## INSTRUCTIONS FOR THE TASK
Only the number is needed: how many lines of the records include "MEMBERLEVEL"?

** Opening SOURCE DATA block **

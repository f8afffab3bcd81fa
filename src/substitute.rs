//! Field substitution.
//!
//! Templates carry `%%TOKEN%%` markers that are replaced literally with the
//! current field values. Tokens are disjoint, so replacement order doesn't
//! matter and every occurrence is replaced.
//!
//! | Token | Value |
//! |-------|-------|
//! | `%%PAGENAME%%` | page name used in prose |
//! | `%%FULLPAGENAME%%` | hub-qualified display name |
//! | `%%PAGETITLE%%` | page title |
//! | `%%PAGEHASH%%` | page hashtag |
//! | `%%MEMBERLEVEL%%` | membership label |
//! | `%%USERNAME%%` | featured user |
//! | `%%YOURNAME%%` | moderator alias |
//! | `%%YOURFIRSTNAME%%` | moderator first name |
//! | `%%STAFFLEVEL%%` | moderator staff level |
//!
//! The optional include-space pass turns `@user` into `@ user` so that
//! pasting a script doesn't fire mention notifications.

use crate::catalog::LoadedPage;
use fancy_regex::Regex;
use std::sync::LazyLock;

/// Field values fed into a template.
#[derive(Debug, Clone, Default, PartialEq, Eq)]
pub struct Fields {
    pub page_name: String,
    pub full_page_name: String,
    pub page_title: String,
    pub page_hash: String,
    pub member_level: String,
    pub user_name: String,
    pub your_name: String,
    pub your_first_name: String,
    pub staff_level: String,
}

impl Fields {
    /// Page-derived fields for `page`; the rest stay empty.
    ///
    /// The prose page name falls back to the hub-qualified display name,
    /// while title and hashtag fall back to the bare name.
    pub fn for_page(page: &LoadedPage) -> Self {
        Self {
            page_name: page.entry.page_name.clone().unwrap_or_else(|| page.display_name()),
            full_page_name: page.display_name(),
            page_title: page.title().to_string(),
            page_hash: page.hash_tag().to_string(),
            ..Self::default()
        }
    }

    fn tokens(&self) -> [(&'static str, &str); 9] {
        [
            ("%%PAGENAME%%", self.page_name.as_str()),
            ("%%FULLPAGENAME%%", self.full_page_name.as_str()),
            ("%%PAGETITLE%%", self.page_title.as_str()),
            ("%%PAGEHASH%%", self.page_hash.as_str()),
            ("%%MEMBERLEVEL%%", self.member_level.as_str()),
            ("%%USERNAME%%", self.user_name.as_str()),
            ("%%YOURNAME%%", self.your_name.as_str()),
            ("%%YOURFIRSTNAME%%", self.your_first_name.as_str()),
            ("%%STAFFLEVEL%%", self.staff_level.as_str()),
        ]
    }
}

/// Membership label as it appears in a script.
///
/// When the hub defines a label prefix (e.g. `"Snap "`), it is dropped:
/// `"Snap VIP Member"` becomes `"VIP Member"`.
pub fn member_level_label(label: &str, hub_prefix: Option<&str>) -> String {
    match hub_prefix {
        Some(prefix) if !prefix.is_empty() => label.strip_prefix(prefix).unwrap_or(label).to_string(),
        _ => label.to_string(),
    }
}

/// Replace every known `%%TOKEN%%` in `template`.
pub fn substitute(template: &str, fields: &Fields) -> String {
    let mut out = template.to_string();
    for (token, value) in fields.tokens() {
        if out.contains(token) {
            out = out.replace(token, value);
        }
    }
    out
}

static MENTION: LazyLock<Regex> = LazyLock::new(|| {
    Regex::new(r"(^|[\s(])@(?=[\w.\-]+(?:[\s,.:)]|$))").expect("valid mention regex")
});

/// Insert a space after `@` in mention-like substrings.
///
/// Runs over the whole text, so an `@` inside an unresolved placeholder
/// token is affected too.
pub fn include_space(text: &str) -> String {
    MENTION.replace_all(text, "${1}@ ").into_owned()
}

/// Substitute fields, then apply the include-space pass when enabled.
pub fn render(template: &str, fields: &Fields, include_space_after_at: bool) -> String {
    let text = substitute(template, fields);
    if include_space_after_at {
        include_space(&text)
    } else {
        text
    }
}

** Closing SOURCE DATA block **

## OUTPUT OF THE TASK
2